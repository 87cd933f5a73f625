//! Actions: deferred, readiness-gated effects
//!
//! An action is the response half of an event binding: it reports whether it
//! can fire, and performing it runs with latch semantics: every source
//! signal is read before the `intermediary` callback runs, and every sink
//! write happens after. Sequencing actions therefore lets a whole
//! composition capture its inputs before any of its outputs change.
//!
//! Like signals, actions are built at the call site, borrow their operand
//! signals by value, and live only for the current traversal.

use crate::combine::LazyApply;
use crate::direction::{CanRead, CanWrite};
use crate::ops::SignalExt;
use crate::signal::{IntoReadSignal, Signal};

/// A deferred effect taking an argument tuple `Args`.
pub trait Action<Args = ()> {
    /// Can the action currently fire?
    fn is_ready(&self) -> bool;

    /// Perform the action.
    ///
    /// `intermediary` must be invoked exactly once, after all upstream reads
    /// and before any writes this action performs.
    fn perform(&self, intermediary: &mut dyn FnMut(), args: Args);
}

/// Perform `action` if it is ready; otherwise do nothing.
pub fn perform_action<Args, A: Action<Args>>(action: &A, args: Args) {
    if action.is_ready() {
        action.perform(&mut || {}, args);
    }
}

/// Composition methods available on every action.
pub trait ActionExt<Args>: Action<Args> + Sized {
    /// Run this action, then `second`, with both sets of writes latched.
    fn then<B: Action<Args>>(self, second: B) -> Seq<Self, B> {
        Seq {
            first: self,
            second,
        }
    }
}

impl<Args, A: Action<Args>> ActionExt<Args> for A {}

/// Two actions performed in sequence as one.
///
/// Ready iff both are ready. The latch nesting makes both actions' reads
/// happen before either action's writes, so the pair looks atomic from the
/// outside.
#[derive(Clone, Debug)]
pub struct Seq<A, B> {
    first: A,
    second: B,
}

impl<Args, A, B> Action<Args> for Seq<A, B>
where
    Args: Clone,
    A: Action<Args>,
    B: Action<Args>,
{
    fn is_ready(&self) -> bool {
        self.first.is_ready() && self.second.is_ready()
    }

    fn perform(&self, intermediary: &mut dyn FnMut(), args: Args) {
        let first_args = args.clone();
        let mut chained = || self.first.perform(&mut *intermediary, first_args.clone());
        self.second.perform(&mut chained, args);
    }
}

/// An action with its leftmost parameter bound to a signal.
///
/// Ready iff the action is ready and the signal has a value.
#[derive(Clone, Debug)]
pub struct Bound<A, S> {
    action: A,
    signal: S,
}

/// Bind the leftmost parameter of `action` to a readable source.
pub fn bind<A, O, M, V>(action: A, source: O) -> Bound<A, O::Signal>
where
    V: Clone + 'static,
    O: IntoReadSignal<V, M>,
{
    Bound {
        action,
        signal: source.into_read_signal(),
    }
}

impl<A, S> Action<()> for Bound<A, S>
where
    S: Signal,
    S::Dir: CanRead,
    A: Action<(S::Value,)>,
{
    fn is_ready(&self) -> bool {
        self.action.is_ready() && self.signal.has_value()
    }

    fn perform(&self, intermediary: &mut dyn FnMut(), _args: ()) {
        self.action.perform(intermediary, (self.signal.read(),));
    }
}

impl<A, S, T1> Action<(T1,)> for Bound<A, S>
where
    S: Signal,
    S::Dir: CanRead,
    A: Action<(S::Value, T1)>,
{
    fn is_ready(&self) -> bool {
        self.action.is_ready() && self.signal.has_value()
    }

    fn perform(&self, intermediary: &mut dyn FnMut(), args: (T1,)) {
        self.action
            .perform(intermediary, (self.signal.read(), args.0));
    }
}

/// The action that copies a source signal's value into a sink.
///
/// Ready iff the source has a value and the sink is ready to write. The read
/// happens before the intermediary, the write after.
#[derive(Clone, Debug)]
pub struct Assign<Sink, Src> {
    sink: Sink,
    source: Src,
}

/// Create an action that writes `source`'s value into `sink` when performed.
pub fn assign<Sink, O, M>(sink: Sink, source: O) -> Assign<Sink, O::Signal>
where
    Sink: Signal,
    Sink::Dir: CanWrite,
    O: IntoReadSignal<Sink::Value, M>,
{
    Assign {
        sink,
        source: source.into_read_signal(),
    }
}

impl<Sink, Src> Action<()> for Assign<Sink, Src>
where
    Sink: Signal,
    Sink::Dir: CanWrite,
    Src: Signal<Value = Sink::Value>,
    Src::Dir: CanRead,
{
    fn is_ready(&self) -> bool {
        self.source.has_value() && self.sink.ready_to_write()
    }

    fn perform(&self, intermediary: &mut dyn FnMut(), _args: ()) {
        let captured = self.source.read();
        intermediary();
        if let Err(rejected) = self.sink.write(captured) {
            tracing::warn!(error = %rejected, "assignment rejected by sink");
        }
    }
}

/// The compound update `signal = signal + amount` as an action.
pub fn add_to<S, O, M>(
    signal: S,
    amount: O,
) -> Assign<S, LazyApply<fn((S::Value, S::Value)) -> S::Value, (S, O::Signal), S::Value>>
where
    S: Signal + Clone,
    S::Dir: CanRead + CanWrite,
    S::Value: std::ops::Add<Output = S::Value>,
    O: IntoReadSignal<S::Value, M>,
    <O::Signal as Signal>::Dir: CanRead,
{
    assign(signal.clone(), signal.add(amount))
}

/// An action that flips a boolean signal.
pub fn toggle<S>(flag: S) -> Assign<S, LazyApply<fn((bool,)) -> bool, (S,), bool>>
where
    S: Signal<Value = bool> + Clone,
    S::Dir: CanRead + CanWrite,
{
    assign(flag.clone(), flag.not())
}

/// Container values that accept appended items.
pub trait PushTarget: Clone + 'static {
    type Item: Clone + 'static;

    fn push_item(&mut self, item: Self::Item);
}

impl<T: Clone + 'static> PushTarget for Vec<T> {
    type Item = T;

    fn push_item(&mut self, item: T) {
        self.push(item);
    }
}

impl PushTarget for String {
    type Item = char;

    fn push_item(&mut self, item: char) {
        self.push(item);
    }
}

/// The action that appends its argument to a container signal.
#[derive(Clone, Debug)]
pub struct PushBack<C> {
    container: C,
}

/// Create an action taking one item and pushing it onto `container`.
pub fn push_back<C>(container: C) -> PushBack<C>
where
    C: Signal,
    C::Dir: CanRead + CanWrite,
    C::Value: PushTarget,
{
    PushBack { container }
}

impl<C> Action<(<C::Value as PushTarget>::Item,)> for PushBack<C>
where
    C: Signal,
    C::Dir: CanRead + CanWrite,
    C::Value: PushTarget,
{
    fn is_ready(&self) -> bool {
        self.container.has_value() && self.container.ready_to_write()
    }

    fn perform(
        &self,
        intermediary: &mut dyn FnMut(),
        args: (<C::Value as PushTarget>::Item,),
    ) {
        let mut updated = self.container.read();
        updated.push_item(args.0);
        intermediary();
        if let Err(rejected) = self.container.write(updated) {
            tracing::warn!(error = %rejected, "push rejected by container signal");
        }
    }
}

/// An action whose readiness and effect are defined by closures.
#[derive(Clone, Debug)]
pub struct FnAction<R, P> {
    ready: R,
    run: P,
}

/// Create an action from a readiness predicate and an effect.
pub fn action_fn<R, P>(ready: R, run: P) -> FnAction<R, P>
where
    R: Fn() -> bool,
{
    FnAction { ready, run }
}

fn always_ready() -> bool {
    true
}

/// Create an always-ready action from an effect.
pub fn callback<P>(run: P) -> FnAction<fn() -> bool, P> {
    FnAction {
        ready: always_ready,
        run,
    }
}

impl<R, P> Action<()> for FnAction<R, P>
where
    R: Fn() -> bool,
    P: Fn(),
{
    fn is_ready(&self) -> bool {
        (self.ready)()
    }

    fn perform(&self, intermediary: &mut dyn FnMut(), _args: ()) {
        intermediary();
        (self.run)();
    }
}

impl<R, P, T1> Action<(T1,)> for FnAction<R, P>
where
    R: Fn() -> bool,
    P: Fn(T1),
{
    fn is_ready(&self) -> bool {
        (self.ready)()
    }

    fn perform(&self, intermediary: &mut dyn FnMut(), args: (T1,)) {
        intermediary();
        (self.run)(args.0);
    }
}

impl<R, P, T1, T2> Action<(T1, T2)> for FnAction<R, P>
where
    R: Fn() -> bool,
    P: Fn(T1, T2),
{
    fn is_ready(&self) -> bool {
        (self.ready)()
    }

    fn perform(&self, intermediary: &mut dyn FnMut(), args: (T1, T2)) {
        intermediary();
        (self.run)(args.0, args.1);
    }
}
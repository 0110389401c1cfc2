use crate::error::{Result, SiglabError};
use polars::prelude::*;

#[derive(Debug, Clone, Copy, PartialEq, Eq, Hash)]
pub enum RequiredColumn {
    Open,
    High,
    Low,
    Close,
}

impl RequiredColumn {
    pub fn all() -> [RequiredColumn; 4] {
        [
            RequiredColumn::Open,
            RequiredColumn::High,
            RequiredColumn::Low,
            RequiredColumn::Close,
        ]
    }

    pub fn as_str(&self) -> &'static str {
        match self {
            RequiredColumn::Open => "open",
            RequiredColumn::High => "high",
            RequiredColumn::Low => "low",
            RequiredColumn::Close => "close",
        }
    }

    pub fn aliases(&self) -> &'static [&'static str] {
        match self {
            RequiredColumn::Open => &["open", "Open", "OPEN", "o"],
            RequiredColumn::High => &["high", "High", "HIGH", "h"],
            RequiredColumn::Low => &["low", "Low", "LOW", "l"],
            RequiredColumn::Close => &["close", "Close", "CLOSE", "c", "adj_close", "Adj Close"],
        }
    }
}

const VOLUME_ALIASES: [&str; 4] = ["volume", "Volume", "vol", "Vol"];

/// Resolved column names after alias matching. Volume is optional.
#[derive(Debug, Clone)]
pub struct ColumnMap {
    open: String,
    high: String,
    low: String,
    close: String,
    volume: Option<String>,
}

impl ColumnMap {
    pub fn name_of(&self, column: RequiredColumn) -> &str {
        match column {
            RequiredColumn::Open => &self.open,
            RequiredColumn::High => &self.high,
            RequiredColumn::Low => &self.low,
            RequiredColumn::Close => &self.close,
        }
    }

    pub fn volume_name(&self) -> Option<&str> {
        self.volume.as_deref()
    }
}

pub struct DataValidator;

impl DataValidator {
    /// Validate that a DataFrame has the required OHLC columns (volume is
    /// picked up when present) and that the price relationships hold.
    pub fn validate_ohlcv(df: &DataFrame) -> Result<ColumnMap> {
        let mut resolved: Vec<String> = Vec::with_capacity(4);

        for required in RequiredColumn::all() {
            match Self::find_column(df, required.aliases()) {
                Some(name) => resolved.push(name.to_string()),
                None => {
                    return Err(SiglabError::DataLoading(format!(
                        "Missing required column: {} (tried aliases: {:?})",
                        required.as_str(),
                        required.aliases()
                    )));
                }
            }
        }

        let column_map = ColumnMap {
            open: resolved[0].clone(),
            high: resolved[1].clone(),
            low: resolved[2].clone(),
            close: resolved[3].clone(),
            volume: Self::find_column(df, &VOLUME_ALIASES).map(|s| s.to_string()),
        };

        // Validate column types are numeric
        for required in RequiredColumn::all() {
            let name = column_map.name_of(required);
            let series = df.column(name)?;
            if !matches!(
                series.dtype(),
                DataType::Float64
                    | DataType::Float32
                    | DataType::Int64
                    | DataType::Int32
                    | DataType::UInt64
                    | DataType::UInt32
            ) {
                return Err(SiglabError::DataLoading(format!(
                    "Column '{}' ({}) must be numeric, found {:?}",
                    name,
                    required.as_str(),
                    series.dtype()
                )));
            }
        }

        Self::validate_ohlc_relationships(df, &column_map)?;

        Ok(column_map)
    }

    fn find_column<'a>(df: &'a DataFrame, aliases: &[&str]) -> Option<&'a str> {
        let columns = df.get_column_names();
        for alias in aliases {
            if let Some(col) = columns.iter().find(|col| col.as_str() == *alias) {
                return Some(col.as_str());
            }
        }
        None
    }

    /// Validate OHLC relationships. Rows with missing values are skipped;
    /// null handling is reported separately by `check_nulls`.
    fn validate_ohlc_relationships(df: &DataFrame, column_map: &ColumnMap) -> Result<()> {
        let open = df
            .column(column_map.name_of(RequiredColumn::Open))?
            .cast(&DataType::Float64)?;
        let high = df
            .column(column_map.name_of(RequiredColumn::High))?
            .cast(&DataType::Float64)?;
        let low = df
            .column(column_map.name_of(RequiredColumn::Low))?
            .cast(&DataType::Float64)?;
        let close = df
            .column(column_map.name_of(RequiredColumn::Close))?
            .cast(&DataType::Float64)?;

        let open = open.f64()?;
        let high = high.f64()?;
        let low = low.f64()?;
        let close = close.f64()?;

        for i in 0..df.height() {
            if let (Some(o), Some(h), Some(l), Some(c)) =
                (open.get(i), high.get(i), low.get(i), close.get(i))
            {
                if h < l {
                    return Err(SiglabError::DataLoading(format!(
                        "Invalid data at row {}: high ({}) < low ({})",
                        i, h, l
                    )));
                }
                if h < o || h < c {
                    return Err(SiglabError::DataLoading(format!(
                        "Invalid data at row {}: high ({}) < open ({}) or close ({})",
                        i, h, o, c
                    )));
                }
                if l > o || l > c {
                    return Err(SiglabError::DataLoading(format!(
                        "Invalid data at row {}: low ({}) > open ({}) or close ({})",
                        i, l, o, c
                    )));
                }
            }
        }

        Ok(())
    }

    pub fn validate_minimum_rows(df: &DataFrame, min_rows: usize) -> Result<()> {
        if df.height() < min_rows {
            return Err(SiglabError::InsufficientData(format!(
                "{} rows, minimum {} required",
                df.height(),
                min_rows
            )));
        }
        Ok(())
    }

    /// Report null counts per column without failing; callers decide whether
    /// the gaps matter.
    pub fn check_nulls(df: &DataFrame) -> Result<Vec<(String, usize)>> {
        let mut null_report = Vec::new();

        for col_name in df.get_column_names() {
            let series = df.column(col_name)?;
            let null_count = series.null_count();
            if null_count > 0 {
                null_report.push((col_name.to_string(), null_count));
            }
        }

        Ok(null_report)
    }
}

#[cfg(test)]
mod tests {
    use super::*;
    use polars::df;

    #[test]
    fn validates_good_data() {
        let df = df! {
            "open" => &[100.0, 101.0, 102.0],
            "high" => &[101.0, 103.0, 104.0],
            "low" => &[99.0, 100.0, 101.0],
            "close" => &[100.5, 102.0, 103.0],
            "volume" => &[1000.0, 1500.0, 1200.0],
        }
        .unwrap();

        let map = DataValidator::validate_ohlcv(&df).unwrap();
        assert_eq!(map.name_of(RequiredColumn::Close), "close");
        assert_eq!(map.volume_name(), Some("volume"));
    }

    #[test]
    fn resolves_aliases() {
        let df = df! {
            "Open" => &[100.0, 101.0],
            "High" => &[101.0, 103.0],
            "Low" => &[99.0, 100.0],
            "Close" => &[100.5, 102.0],
        }
        .unwrap();

        let map = DataValidator::validate_ohlcv(&df).unwrap();
        assert_eq!(map.name_of(RequiredColumn::Open), "Open");
        assert!(map.volume_name().is_none());
    }

    #[test]
    fn rejects_missing_column() {
        let df = df! {
            "open" => &[100.0, 101.0],
            "high" => &[101.0, 103.0],
            "low" => &[99.0, 100.0],
            "volume" => &[1000.0, 1500.0],
        }
        .unwrap();

        assert!(DataValidator::validate_ohlcv(&df).is_err());
    }

    #[test]
    fn rejects_high_below_low() {
        let df = df! {
            "open" => &[100.0],
            "high" => &[98.0],
            "low" => &[99.0],
            "close" => &[99.5],
        }
        .unwrap();

        assert!(DataValidator::validate_ohlcv(&df).is_err());
    }

    #[test]
    fn minimum_rows_enforced() {
        let df = df! {
            "close" => &[100.0, 101.0],
        }
        .unwrap();

        assert!(DataValidator::validate_minimum_rows(&df, 2).is_ok());
        assert!(matches!(
            DataValidator::validate_minimum_rows(&df, 3),
            Err(SiglabError::InsufficientData(_))
        ));
    }

    #[test]
    fn null_report_counts_gaps() {
        let df = df! {
            "close" => &[Some(100.0), None, Some(102.0)],
        }
        .unwrap();

        let report = DataValidator::check_nulls(&df).unwrap();
        assert_eq!(report, vec![("close".to_string(), 1)]);
    }
}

————————

## Task instructions
In the entries above, copy each line that contains the string "when".

## Task output
/// Create an action that writes `source`'s value into `sink` when performed.
    /// picked up when present) and that the price relationships hold.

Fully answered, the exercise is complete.